Observation data (J2000 epoch)
- Constellation: Ursa Major
- Right ascension: 11^{h} 33^{m} 21.1^{s}
- Declination: 47° 01′ 45″
- Redshift: 866±1 km/s
- Distance: 46.6 ± 11.2 Mly (14.3 ± 3.4 Mpc)
- Apparent magnitude (V): 10.4

Characteristics
- Type: SAB(r)c
- Apparent size (V): 6.0′ × 4.3′

Other designations
- ‹ The template below (Comma-separated entries) is being considered for merging with Comma-separated list. See templates for discussion to help reach a consensus. ›NGC 3726, UGC 6537, MCG +08-21-051, PGC 35676

= NGC 3726 =

Galaxy in the constellation Ursa Major

NGC 3726 is a barred spiral galaxy located in the northern constellation of Ursa Major. It is located at a distance of circa 45 million light years from Earth, which, given its apparent dimensions, means that NGC 3726 is about 85,000 light years across. It was discovered by German-British astronomer William Herschel on February 5, 1788.

== Structure ==
NGC 3726 is a spiral galaxy with a small bar, seen with medium inclination. The bar is 1.38 arcseconds across and it ends at an inner ring with 1.50 arcseconds diameter. The bluest regions of star formation are located at the ring.

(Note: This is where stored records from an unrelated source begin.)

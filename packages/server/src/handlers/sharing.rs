use axum::Json;
use axum::extract::{Path, State};
use axum::http::StatusCode;
use axum::response::IntoResponse;
use common::Permission;
use tracing::instrument;
use uuid::Uuid;

use crate::error::{AppError, ErrorBody};
use crate::extractors::auth::AuthUser;
use crate::extractors::json::AppJson;
use crate::models::shared::normalize_group_name;
use crate::models::sharing::*;
use crate::models::upload::{IndexResponse, VersionResponse};
use crate::sharing::{GroupSummary, SharingService};
use crate::state::AppState;
use crate::upload::FileService;

#[utoipa::path(
    post,
    path = "/",
    tag = "Sharing Groups",
    operation_id = "createSharingGroup",
    summary = "Create a sharing group",
    description = "Creates a sharing group with the caller as admin and master version 0. Only owning accounts (Google, Dropbox, Microsoft) may create groups.",
    request_body = CreateGroupRequest,
    responses(
        (status = 201, description = "Group created", body = GroupResponse),
        (status = 400, description = "Validation error (VALIDATION_ERROR)", body = ErrorBody),
        (status = 401, description = "Unauthorized (TOKEN_MISSING, TOKEN_INVALID)", body = ErrorBody),
        (status = 403, description = "Sharing account (PERMISSION_DENIED)", body = ErrorBody),
    ),
    security(("jwt" = [])),
)]
#[instrument(skip(state, auth_user, payload), fields(user_id = auth_user.user.id))]
pub async fn create_group(
    auth_user: AuthUser,
    State(state): State<AppState>,
    AppJson(payload): AppJson<CreateGroupRequest>,
) -> Result<impl IntoResponse, AppError> {
    let name = normalize_group_name(payload.name)?;

    let group = SharingService::new(&state.db)
        .create_group(&auth_user.user, payload.sharing_group_uuid, name)
        .await?;

    let response = GroupResponse::from(GroupSummary {
        sharing_group_uuid: group.sharing_group_uuid,
        name: group.name,
        permission: Permission::Admin,
        master_version: 0,
    });
    Ok((StatusCode::CREATED, Json(response)))
}

#[utoipa::path(
    get,
    path = "/",
    tag = "Sharing Groups",
    operation_id = "listSharingGroups",
    summary = "List the caller's sharing groups",
    description = "Returns every non-deleted group the caller belongs to, with the caller's permission and the group's current master version.",
    responses(
        (status = 200, description = "Groups of the caller", body = Vec<GroupResponse>),
        (status = 401, description = "Unauthorized (TOKEN_MISSING, TOKEN_INVALID)", body = ErrorBody),
    ),
    security(("jwt" = [])),
)]
#[instrument(skip(state, auth_user), fields(user_id = auth_user.user.id))]
pub async fn list_groups(
    auth_user: AuthUser,
    State(state): State<AppState>,
) -> Result<Json<Vec<GroupResponse>>, AppError> {
    let groups = SharingService::new(&state.db)
        .groups_for_user(auth_user.user.id)
        .await?;
    Ok(Json(groups.into_iter().map(Into::into).collect()))
}

#[utoipa::path(
    patch,
    path = "/{uuid}",
    tag = "Sharing Groups",
    operation_id = "renameSharingGroup",
    summary = "Rename a sharing group",
    description = "Sets or clears the group name. Requires `admin` permission in the group.",
    params(("uuid" = Uuid, Path, description = "Sharing group UUID")),
    request_body = UpdateGroupRequest,
    responses(
        (status = 204, description = "Group renamed"),
        (status = 400, description = "Validation error (VALIDATION_ERROR)", body = ErrorBody),
        (status = 401, description = "Unauthorized (TOKEN_MISSING, TOKEN_INVALID)", body = ErrorBody),
        (status = 403, description = "Forbidden (PERMISSION_DENIED)", body = ErrorBody),
        (status = 404, description = "Group not found (NOT_FOUND)", body = ErrorBody),
    ),
    security(("jwt" = [])),
)]
#[instrument(skip(state, auth_user, payload), fields(user_id = auth_user.user.id, sharing_group = %uuid))]
pub async fn rename_group(
    auth_user: AuthUser,
    State(state): State<AppState>,
    Path(uuid): Path<Uuid>,
    AppJson(payload): AppJson<UpdateGroupRequest>,
) -> Result<StatusCode, AppError> {
    let Some(name) = payload.name else {
        return Err(AppError::Validation("No fields to update".into()));
    };
    let name = normalize_group_name(name)?;

    SharingService::new(&state.db)
        .rename_group(auth_user.user.id, uuid, name)
        .await?;
    Ok(StatusCode::NO_CONTENT)
}

#[utoipa::path(
    delete,
    path = "/{uuid}",
    tag = "Sharing Groups",
    operation_id = "deleteSharingGroup",
    summary = "Delete a sharing group",
    description = "Marks the group deleted. Its files become tombstones, its memberships and invitations are removed and the master version advances. Staging, commits and invitations into it are refused afterwards. Requires `admin` permission.",
    params(("uuid" = Uuid, Path, description = "Sharing group UUID")),
    responses(
        (status = 204, description = "Group deleted"),
        (status = 401, description = "Unauthorized (TOKEN_MISSING, TOKEN_INVALID)", body = ErrorBody),
        (status = 403, description = "Forbidden (PERMISSION_DENIED)", body = ErrorBody),
        (status = 404, description = "Group not found (NOT_FOUND)", body = ErrorBody),
        (status = 503, description = "Group locked by a commit (BUSY)", body = ErrorBody),
    ),
    security(("jwt" = [])),
)]
#[instrument(skip(state, auth_user), fields(user_id = auth_user.user.id, sharing_group = %uuid))]
pub async fn delete_group(
    auth_user: AuthUser,
    State(state): State<AppState>,
    Path(uuid): Path<Uuid>,
) -> Result<StatusCode, AppError> {
    SharingService::new(&state.db)
        .soft_delete_group(auth_user.user.id, uuid, state.config.sync.commit_lock_expiry())
        .await?;
    Ok(StatusCode::NO_CONTENT)
}

#[utoipa::path(
    post,
    path = "/{uuid}/leave",
    tag = "Sharing Groups",
    operation_id = "leaveSharingGroup",
    summary = "Leave a sharing group",
    description = "Removes the caller from the group. Files stored in a leaving owning user's cloud storage become tombstones, which advances the master version. The last member leaving deletes the group.",
    params(("uuid" = Uuid, Path, description = "Sharing group UUID")),
    responses(
        (status = 200, description = "Membership removed", body = LeaveGroupResponse),
        (status = 401, description = "Unauthorized (TOKEN_MISSING, TOKEN_INVALID)", body = ErrorBody),
        (status = 404, description = "Not a member (NOT_FOUND)", body = ErrorBody),
        (status = 503, description = "Group locked by a commit (BUSY)", body = ErrorBody),
    ),
    security(("jwt" = [])),
)]
#[instrument(skip(state, auth_user), fields(user_id = auth_user.user.id, sharing_group = %uuid))]
pub async fn leave_group(
    auth_user: AuthUser,
    State(state): State<AppState>,
    Path(uuid): Path<Uuid>,
) -> Result<Json<LeaveGroupResponse>, AppError> {
    let outcome = SharingService::new(&state.db)
        .leave_group(&auth_user.user, uuid, state.config.sync.commit_lock_expiry())
        .await?;
    Ok(Json(outcome.into()))
}

#[utoipa::path(
    get,
    path = "/{uuid}/index",
    tag = "Sharing Groups",
    operation_id = "getFileIndex",
    summary = "Get the file index of a group",
    description = "Returns every file of the group, tombstones included, with the current master version. Clients resynchronise from this after a `master_version_update` commit result. Requires `read` permission.",
    params(("uuid" = Uuid, Path, description = "Sharing group UUID")),
    responses(
        (status = 200, description = "File index", body = IndexResponse),
        (status = 401, description = "Unauthorized (TOKEN_MISSING, TOKEN_INVALID)", body = ErrorBody),
        (status = 403, description = "Forbidden (PERMISSION_DENIED)", body = ErrorBody),
        (status = 404, description = "Group not found (NOT_FOUND)", body = ErrorBody),
    ),
    security(("jwt" = [])),
)]
#[instrument(skip(state, auth_user), fields(user_id = auth_user.user.id, sharing_group = %uuid))]
pub async fn get_index(
    auth_user: AuthUser,
    State(state): State<AppState>,
    Path(uuid): Path<Uuid>,
) -> Result<Json<IndexResponse>, AppError> {
    let snapshot = FileService::new(&state.db, state.accounts.as_ref(), &state.resolvers)
        .index(&auth_user.user, uuid)
        .await?;
    Ok(Json(snapshot.into()))
}

#[utoipa::path(
    get,
    path = "/{uuid}/version",
    tag = "Sharing Groups",
    operation_id = "getMasterVersion",
    summary = "Get the master version of a group",
    params(("uuid" = Uuid, Path, description = "Sharing group UUID")),
    responses(
        (status = 200, description = "Current master version", body = VersionResponse),
        (status = 401, description = "Unauthorized (TOKEN_MISSING, TOKEN_INVALID)", body = ErrorBody),
        (status = 403, description = "Forbidden (PERMISSION_DENIED)", body = ErrorBody),
        (status = 404, description = "Group not found (NOT_FOUND)", body = ErrorBody),
    ),
    security(("jwt" = [])),
)]
#[instrument(skip(state, auth_user), fields(user_id = auth_user.user.id, sharing_group = %uuid))]
pub async fn get_version(
    auth_user: AuthUser,
    State(state): State<AppState>,
    Path(uuid): Path<Uuid>,
) -> Result<Json<VersionResponse>, AppError> {
    let master_version = FileService::new(&state.db, state.accounts.as_ref(), &state.resolvers)
        .current_version(&auth_user.user, uuid)
        .await?;
    Ok(Json(VersionResponse { master_version }))
}
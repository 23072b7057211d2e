#[cfg(feature = "sea-orm")]
use sea_orm::prelude::StringLen;

use serde::{Deserialize, Serialize};
use std::fmt;
use std::str::FromStr;

/// Whether an account brings its own cloud storage.
#[derive(Clone, Copy, Debug, PartialEq, Eq, Hash, Serialize, Deserialize)]
#[serde(rename_all = "lowercase")]
pub enum UserType {
    /// Files uploaded by this user live in the user's own cloud storage.
    Owning,
    /// Files uploaded by this user live in the storage of an owning user.
    Sharing,
}

/// Sign-in scheme of an account.
///
/// The set is closed: every place that dispatches on a scheme matches
/// exhaustively, so adding a scheme is a compile error until it is handled.
#[derive(Clone, Copy, Debug, PartialEq, Eq, Hash, Serialize, Deserialize)]
#[cfg_attr(
    feature = "sea-orm",
    derive(sea_orm::DeriveActiveEnum, sea_orm::EnumIter),
    sea_orm(rs_type = "String", db_type = "String(StringLen::None)")
)]
pub enum AccountScheme {
    #[cfg_attr(feature = "sea-orm", sea_orm(string_value = "Google"))]
    Google,
    #[cfg_attr(feature = "sea-orm", sea_orm(string_value = "Dropbox"))]
    Dropbox,
    #[cfg_attr(feature = "sea-orm", sea_orm(string_value = "Microsoft"))]
    Microsoft,
    #[cfg_attr(feature = "sea-orm", sea_orm(string_value = "Facebook"))]
    Facebook,
    #[cfg_attr(feature = "sea-orm", sea_orm(string_value = "AppleSignIn"))]
    AppleSignIn,
}

impl AccountScheme {
    pub const ALL: &'static [AccountScheme] = &[
        Self::Google,
        Self::Dropbox,
        Self::Microsoft,
        Self::Facebook,
        Self::AppleSignIn,
    ];

    pub fn user_type(&self) -> UserType {
        match self {
            Self::Google | Self::Dropbox | Self::Microsoft => UserType::Owning,
            Self::Facebook | Self::AppleSignIn => UserType::Sharing,
        }
    }

    /// Owning schemes that keep files under a named folder in the user's drive.
    pub fn requires_cloud_folder(&self) -> bool {
        matches!(self, Self::Google)
    }

    pub fn as_str(&self) -> &'static str {
        match self {
            Self::Google => "Google",
            Self::Dropbox => "Dropbox",
            Self::Microsoft => "Microsoft",
            Self::Facebook => "Facebook",
            Self::AppleSignIn => "AppleSignIn",
        }
    }
}

impl fmt::Display for AccountScheme {
    fn fmt(&self, f: &mut fmt::Formatter<'_>) -> fmt::Result {
        f.write_str(self.as_str())
    }
}

impl FromStr for AccountScheme {
    type Err = String;

    fn from_str(s: &str) -> Result<Self, Self::Err> {
        Self::ALL
            .iter()
            .find(|scheme| scheme.as_str() == s)
            .copied()
            .ok_or_else(|| format!("Unknown account scheme '{}'", s))
    }
}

Three arms emanate from the ring. The southern is the brightest and the north is the best defined. The third arm emanates from the east side of the ring, moves towards NNW and then bends sharply to the southwest. The spiral arms are thick and well defined and can be traced for half a revolution. The arms then branch into fragments. The spiral pattern of the galaxy is a bit disturbed and asymmetrical. Numerous bright HII regions are present in the galaxy. The galaxy has a massive dark matter halo.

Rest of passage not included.